The FTC has issued an administrative complaint against 303-bed Cabell Huntington Hospital's (CHH) proposed purchase of 393-bed St. Mary's Medical Center (SMMC). They are both three miles apart in Huntington, West Virginia, on the border with both Ohio and Kentucky. It is also seeking an injunction and a restraining order against the transaction.
"If this proposed acquisition goes forward, it would eliminate important competition that has yielded tremendous benefits for Huntington-area residents," said Steve Weissman, deputy director of the FTC's bureau of competition, in a statement. "The merged hospitals would have a market share of more than 75 percent, and local employers and residents are likely to face higher prices and reduced quality and service at the combined hospital."
The chief executive officer of CHH strongly disagreed with that assessment.
"It is our opinion that the FTC's action...misreads the highly competitive landscape in our Tri-State region and overlooks the enormous community benefits that would result from the combination of CHH and SMMC," Kevin Fowler told MetroNews in a statement. "Despite the FTC's decision, we remain committed to this acquisition as we believe it assures quality medical care for the residents of our region."

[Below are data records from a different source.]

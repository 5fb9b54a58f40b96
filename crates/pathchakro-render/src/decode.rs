//! Turns whatever was stored for a piece of content into a renderable root.
//!
//! Stored content shows up as a JSON document string, a JSON string holding a
//! JSON document string (double encoded by an older save path), plain text
//! from before the rich editor existed, an already parsed value, or nothing.

use serde::Deserialize;
use serde_json::{Map, Value};

use crate::config::DEFAULT_MAX_DEPTH;
use crate::document::RawNode;
use crate::error::RenderError;

/// Input accepted by the renderer.
#[derive(Debug, Clone, Copy, PartialEq)]
pub enum RawContent<'a> {
    Missing,
    Str(&'a str),
    Json(&'a Value),
}

impl<'a> From<&'a str> for RawContent<'a> {
    fn from(s: &'a str) -> Self {
        RawContent::Str(s)
    }
}

impl<'a> From<&'a String> for RawContent<'a> {
    fn from(s: &'a String) -> Self {
        RawContent::Str(s.as_str())
    }
}

impl<'a> From<Option<&'a str>> for RawContent<'a> {
    fn from(s: Option<&'a str>) -> Self {
        s.map_or(RawContent::Missing, RawContent::Str)
    }
}

impl<'a> From<&'a Value> for RawContent<'a> {
    fn from(value: &'a Value) -> Self {
        match value {
            Value::Null => RawContent::Missing,
            Value::String(s) => RawContent::Str(s.as_str()),
            other => RawContent::Json(other),
        }
    }
}

impl<'a> From<Option<&'a Value>> for RawContent<'a> {
    fn from(value: Option<&'a Value>) -> Self {
        value.map_or(RawContent::Missing, RawContent::from)
    }
}

/// Outcome of decoding stored content.
#[derive(Debug, Clone, PartialEq)]
pub enum Decoded {
    /// A document tree, already coerced to have a root node.
    Document(RawNode),
    /// Text that is not JSON and is shown as a single escaped paragraph.
    PlainText(String),
    /// Nothing worth showing.
    Unrecoverable,
}

/// Decodes with the default nesting limit. Content nested too deeply to
/// render is `Unrecoverable`.
pub fn decode(content: RawContent<'_>) -> Decoded {
    decode_with_limit(content, DEFAULT_MAX_DEPTH).unwrap_or(Decoded::Unrecoverable)
}

/// Decodes stored content, refusing JSON text nested deeper than a document
/// of `max_depth` nodes can be.
///
/// Each node takes two levels of JSON (the node object and its `content`
/// array), so the JSON parser's own recursion limit would reject documents
/// the tree walk accepts. The nesting is measured up front instead and the
/// parser runs unbounded.
pub fn decode_with_limit(content: RawContent<'_>, max_depth: usize) -> Result<Decoded, RenderError> {
    match content {
        RawContent::Missing => Ok(Decoded::Unrecoverable),
        RawContent::Str(s) => decode_str(s, max_depth),
        RawContent::Json(value) => Ok(coerce_shape(value)),
    }
}

fn decode_str(s: &str, max_depth: usize) -> Result<Decoded, RenderError> {
    if s.is_empty() {
        return Ok(Decoded::Unrecoverable);
    }

    let parsed = match parse_json(s, max_depth)? {
        Ok(parsed) => parsed,
        Err(e) => {
            tracing::debug!(error = %e, "content is not json, rendering as text");
            return Ok(Decoded::PlainText(s.to_string()));
        }
    };

    let Value::String(inner) = parsed else {
        return Ok(coerce_shape(&parsed));
    };

    // Double encoded: one more level, no further.
    if inner.is_empty() {
        return Ok(Decoded::Unrecoverable);
    }
    Ok(match parse_json(&inner, max_depth)? {
        Ok(Value::String(_)) => {
            tracing::debug!("content is encoded more than twice");
            Decoded::Unrecoverable
        }
        Ok(value) => coerce_shape(&value),
        Err(_) => Decoded::PlainText(inner),
    })
}

/// JSON nesting a document within `max_depth` nodes can reach: two levels per
/// node, plus a node's marks array, a mark object and its attrs.
fn json_depth_limit(max_depth: usize) -> usize {
    max_depth.saturating_mul(2).saturating_add(2)
}

/// Parses `s` as JSON. The outer error is for nesting past the limit, the
/// inner one for text that is not JSON.
fn parse_json(s: &str, max_depth: usize) -> Result<Result<Value, serde_json::Error>, RenderError> {
    if json_nesting(s) > json_depth_limit(max_depth) {
        return Err(RenderError::NestingTooDeep { limit: max_depth });
    }
    let mut deserializer = serde_json::Deserializer::from_str(s);
    deserializer.disable_recursion_limit();
    let parsed = Value::deserialize(&mut deserializer).and_then(|value| {
        deserializer.end()?;
        Ok(value)
    });
    Ok(parsed)
}

/// Deepest bracket nesting outside string literals. Malformed text gets a
/// best-effort count; the parser rejects it afterwards.
fn json_nesting(s: &str) -> usize {
    let mut depth = 0usize;
    let mut deepest = 0;
    let mut in_string = false;
    let mut escaped = false;
    for byte in s.bytes() {
        if in_string {
            match byte {
                _ if escaped => escaped = false,
                b'\\' => escaped = true,
                b'"' => in_string = false,
                _ => {}
            }
            continue;
        }
        match byte {
            b'"' => in_string = true,
            b'{' | b'[' => {
                depth += 1;
                deepest = deepest.max(depth);
            }
            b'}' | b']' => depth = depth.saturating_sub(1),
            _ => {}
        }
    }
    deepest
}

/// Finds the root node in a decoded value.
///
/// Objects with a string `type` are used as they are. A bare array of nodes
/// becomes the content of a `doc`, as does an untyped object with a
/// `content` array.
fn coerce_shape(value: &Value) -> Decoded {
    let root = match value {
        Value::Object(map) if map.get("type").is_some_and(Value::is_string) => {
            RawNode::from_value(value)
        }
        Value::Array(_) => RawNode::from_value(&doc_with_content(value.clone())),
        Value::Object(map) if map.get("content").is_some_and(Value::is_array) => {
            let mut map = map.clone();
            map.insert("type".into(), Value::String("doc".into()));
            RawNode::from_value(&Value::Object(map))
        }
        _ => None,
    };

    match root {
        Some(root) => Decoded::Document(root),
        None => {
            tracing::debug!("content has no document shape");
            Decoded::Unrecoverable
        }
    }
}

fn doc_with_content(content: Value) -> Value {
    let mut map = Map::new();
    map.insert("type".into(), Value::String("doc".into()));
    map.insert("content".into(), content);
    Value::Object(map)
}
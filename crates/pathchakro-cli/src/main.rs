use std::io::{Read, Write};
use std::path::{Path, PathBuf};

use clap::{Parser, Subcommand};
use miette::{IntoDiagnostic, Result, WrapErr};
use pathchakro_render::{HtmlRenderer, RawContent, RenderConfig};

#[derive(Parser)]
#[command(version, about = "Pathchakro - render stored rich-text documents to safe HTML", long_about = None)]
#[command(propagate_version = true)]
struct Cli {
    /// Render policy file (KDL)
    #[arg(long, global = true, env = "PATHCHAKRO_CONFIG")]
    config: Option<PathBuf>,

    /// Log debug output to stderr
    #[arg(short, long, global = true)]
    verbose: bool,

    #[command(subcommand)]
    command: Commands,
}

#[derive(Subcommand)]
enum Commands {
    /// Render a stored document (JSON, double-encoded JSON, or plain text) to HTML
    Render {
        /// Input file, or `-` for stdin
        #[arg(default_value = "-")]
        input: PathBuf,

        /// Output file (defaults to stdout)
        #[arg(short, long)]
        output: Option<PathBuf>,

        /// Fail instead of printing nothing when the document cannot be rendered
        #[arg(long)]
        strict: bool,
    },
    /// Run only the sanitizer over an HTML fragment
    Sanitize {
        /// Input file, or `-` for stdin
        #[arg(default_value = "-")]
        input: PathBuf,

        /// Output file (defaults to stdout)
        #[arg(short, long)]
        output: Option<PathBuf>,
    },
}

fn main() -> Result<()> {
    init_miette();

    let cli = Cli::parse();
    init_tracing(cli.verbose);

    let config = load_config(cli.config.as_deref())?;
    let renderer = HtmlRenderer::new(config);

    match cli.command {
        Commands::Render {
            input,
            output,
            strict,
        } => {
            let stored = read_input(&input)?;
            let html = if strict {
                renderer.try_render(stored_content(&stored))?
            } else {
                renderer.render(stored_content(&stored))
            };
            write_output(output.as_deref(), &html)?;
        }
        Commands::Sanitize { input, output } => {
            let html = read_input(&input)?;
            write_output(output.as_deref(), &renderer.sanitizer().clean(&html))?;
        }
    }

    Ok(())
}

/// A trailing newline from an editor or `echo` is not part of the document.
fn stored_content(stored: &str) -> RawContent<'_> {
    RawContent::Str(stored.strip_suffix('\n').unwrap_or(stored))
}

fn load_config(explicit: Option<&Path>) -> Result<RenderConfig> {
    if let Some(path) = explicit {
        return RenderConfig::load(path)
            .wrap_err_with(|| format!("loading render config {}", path.display()));
    }

    match default_config_path() {
        Some(path) if path.exists() => {
            tracing::debug!(path = %path.display(), "using default render config");
            RenderConfig::load(&path)
                .wrap_err_with(|| format!("loading render config {}", path.display()))
        }
        _ => Ok(RenderConfig::default()),
    }
}

fn default_config_path() -> Option<PathBuf> {
    dirs::config_dir().map(|dir| dir.join("pathchakro").join("render.kdl"))
}

fn read_input(input: &Path) -> Result<String> {
    if input == Path::new("-") {
        let mut buf = String::new();
        std::io::stdin()
            .read_to_string(&mut buf)
            .into_diagnostic()
            .wrap_err("reading stdin")?;
        Ok(buf)
    } else {
        std::fs::read_to_string(input)
            .into_diagnostic()
            .wrap_err_with(|| format!("reading {}", input.display()))
    }
}

fn write_output(output: Option<&Path>, html: &str) -> Result<()> {
    match output {
        Some(path) => std::fs::write(path, html)
            .into_diagnostic()
            .wrap_err_with(|| format!("writing {}", path.display())),
        None => {
            let mut stdout = std::io::stdout().lock();
            stdout.write_all(html.as_bytes()).into_diagnostic()?;
            if !html.is_empty() {
                stdout.write_all(b"\n").into_diagnostic()?;
            }
            Ok(())
        }
    }
}

fn init_tracing(verbose: bool) {
    let default_level = if verbose { "debug" } else { "warn" };
    tracing_subscriber::fmt()
        .with_env_filter(
            tracing_subscriber::EnvFilter::try_from_default_env()
                .unwrap_or_else(|_| tracing_subscriber::EnvFilter::new(default_level)),
        )
        .with_writer(std::io::stderr)
        .compact()
        .init();
}

fn init_miette() {
    let installed = miette::set_hook(Box::new(|_| {
        Box::new(
            miette::MietteHandlerOpts::new()
                .terminal_links(true)
                .with_cause_chain()
                .color(true)
                .context_lines(5)
                .tab_width(2)
                .break_words(true)
                .build(),
        )
    }));
    if installed.is_err() {
        eprintln!("miette report hook was already installed");
    }
    miette::set_panic_hook();
}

The deal was initially announced a year ago. State regulators signed off on the deal, so long as SMMC was kept a freestanding facility and charges were kept below certain thresholds.

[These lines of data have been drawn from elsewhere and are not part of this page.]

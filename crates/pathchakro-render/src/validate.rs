//! Allowlist checks for attribute and CSS values.
//!
//! Each check returns the accepted (possibly normalized) value or a
//! [`RejectedValue`]. The renderer and the sanitizer share these, so a value
//! accepted at render time is accepted again when the output is re-sanitized.

use std::borrow::Cow;
use std::sync::LazyLock;

use regex::Regex;
use url::Url;

use crate::error::{RejectedValue, ValueKind};

static HEX_COLOR_RE: LazyLock<Regex> =
    LazyLock::new(|| Regex::new(r"^#[0-9a-fA-F]{3,8}$").expect("hex color regex"));

static RGB_COLOR_RE: LazyLock<Regex> = LazyLock::new(|| {
    Regex::new(r"^rgba?\(\s*[0-9.%\s,/]+\)$").expect("rgb color regex")
});

static HSL_COLOR_RE: LazyLock<Regex> = LazyLock::new(|| {
    Regex::new(r"^hsla?\(\s*[0-9.%\s,/deg]+\)$").expect("hsl color regex")
});

static KEYWORD_COLOR_RE: LazyLock<Regex> =
    LazyLock::new(|| Regex::new(r"^[a-zA-Z]+$").expect("keyword color regex"));

static VAR_COLOR_RE: LazyLock<Regex> =
    LazyLock::new(|| Regex::new(r"^var\(--[a-zA-Z0-9_-]+\)$").expect("css var regex"));

static LENGTH_RE: LazyLock<Regex> = LazyLock::new(|| {
    Regex::new(r"^(?P<number>[0-9]+(?:\.[0-9]+)?)(?P<unit>px|%|em|rem|vw|vh)?$")
        .expect("css length regex")
});

static LANGUAGE_RE: LazyLock<Regex> =
    LazyLock::new(|| Regex::new(r"^[A-Za-z0-9_+#.-]+$").expect("code language regex"));

const DISPLAY_VALUES: &[&str] = &["block", "inline", "inline-block", "flex", "grid", "none"];

/// Relative hrefs are resolved against this before their scheme is checked.
static DUMMY_BASE: LazyLock<Url> =
    LazyLock::new(|| Url::parse("https://pathchakro.invalid/").expect("dummy base url"));

/// Hex, `rgb()`/`rgba()`, `hsl()`/`hsla()`, a bare keyword, or `var(--name)`.
pub fn css_color(value: &str) -> Result<&str, RejectedValue> {
    let value = value.trim();
    let accepted = [
        &HEX_COLOR_RE,
        &RGB_COLOR_RE,
        &HSL_COLOR_RE,
        &KEYWORD_COLOR_RE,
        &VAR_COLOR_RE,
    ]
    .iter()
    .any(|re| re.is_match(value));

    if accepted {
        Ok(value)
    } else {
        Err(RejectedValue::new(ValueKind::Color, value))
    }
}

/// A number with an optional `px`, `%`, `em`, `rem`, `vw` or `vh` unit.
/// Bare numbers come back as pixels.
pub fn css_length(value: &str) -> Result<Cow<'_, str>, RejectedValue> {
    let value = value.trim();
    let Some(caps) = LENGTH_RE.captures(value) else {
        return Err(RejectedValue::new(ValueKind::Length, value));
    };
    if caps.name("unit").is_some() {
        Ok(Cow::Borrowed(value))
    } else {
        Ok(Cow::Owned(format!("{}px", &caps["number"])))
    }
}

pub fn css_display(value: &str) -> Result<&str, RejectedValue> {
    let value = value.trim();
    if DISPLAY_VALUES.contains(&value) {
        Ok(value)
    } else {
        Err(RejectedValue::new(ValueKind::Display, value))
    }
}

/// Accepts an href whose scheme, after resolving against a dummy base, is in
/// `schemes`. The trimmed original is returned so relative links stay relative.
pub fn link_href<'a, S: AsRef<str>>(href: &'a str, schemes: &[S]) -> Result<&'a str, RejectedValue> {
    let href = href.trim();
    let resolved =
        DUMMY_BASE.join(href).map_err(|_| RejectedValue::new(ValueKind::Href, href))?;
    if schemes.iter().any(|s| s.as_ref() == resolved.scheme()) {
        Ok(href)
    } else {
        Err(RejectedValue::new(ValueKind::Href, href))
    }
}

pub fn link_target<'a, S: AsRef<str>>(
    target: &'a str,
    allowed: &[S],
) -> Result<&'a str, RejectedValue> {
    let target = target.trim();
    if allowed.iter().any(|t| t.as_ref() == target) {
        Ok(target)
    } else {
        Err(RejectedValue::new(ValueKind::Target, target))
    }
}

/// Keeps the allowlisted tokens of a `rel` value, in their original order.
/// Rejected when nothing survives.
pub fn link_rel<S: AsRef<str>>(rel: &str, allowed: &[S]) -> Result<String, RejectedValue> {
    let kept: Vec<&str> = rel
        .split_ascii_whitespace()
        .filter(|token| allowed.iter().any(|a| a.as_ref().eq_ignore_ascii_case(token)))
        .collect();
    if kept.is_empty() {
        Err(RejectedValue::new(ValueKind::Rel, rel))
    } else {
        Ok(kept.join(" "))
    }
}

/// The suffix of a `language-` class on code blocks.
pub fn code_language(language: &str) -> Result<&str, RejectedValue> {
    let language = language.trim();
    if LANGUAGE_RE.is_match(language) {
        Ok(language)
    } else {
        Err(RejectedValue::new(ValueKind::Language, language))
    }
}

/// An absolute URL served from one of `hosts`.
pub fn iframe_src<'a, S: AsRef<str>>(src: &'a str, hosts: &[S]) -> Result<&'a str, RejectedValue> {
    let src = src.trim();
    let host = Url::parse(src)
        .ok()
        .filter(|url| matches!(url.scheme(), "http" | "https"))
        .and_then(|url| url.host_str().map(str::to_ascii_lowercase));
    match host {
        Some(host) if hosts.iter().any(|h| h.as_ref() == host) => Ok(src),
        _ => Err(RejectedValue::new(ValueKind::IframeSrc, src)),
    }
}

The FTC intervened recently to strike down a deal involving ProMedica's acquisition of St. Luke's Hospital in Maumee, Ohio, about 250 miles north of Huntington. A leading antitrust attorney told Fierce that the FTC's strategy is to try and unwind deals that have been consummated or are about to be completed.
However, most of the FTC's activity has been in rural areas, even as experts have warned that ongoing merger activity among hospitals and healthcare systems could create a "too big to fail" scenario for many acute care providers.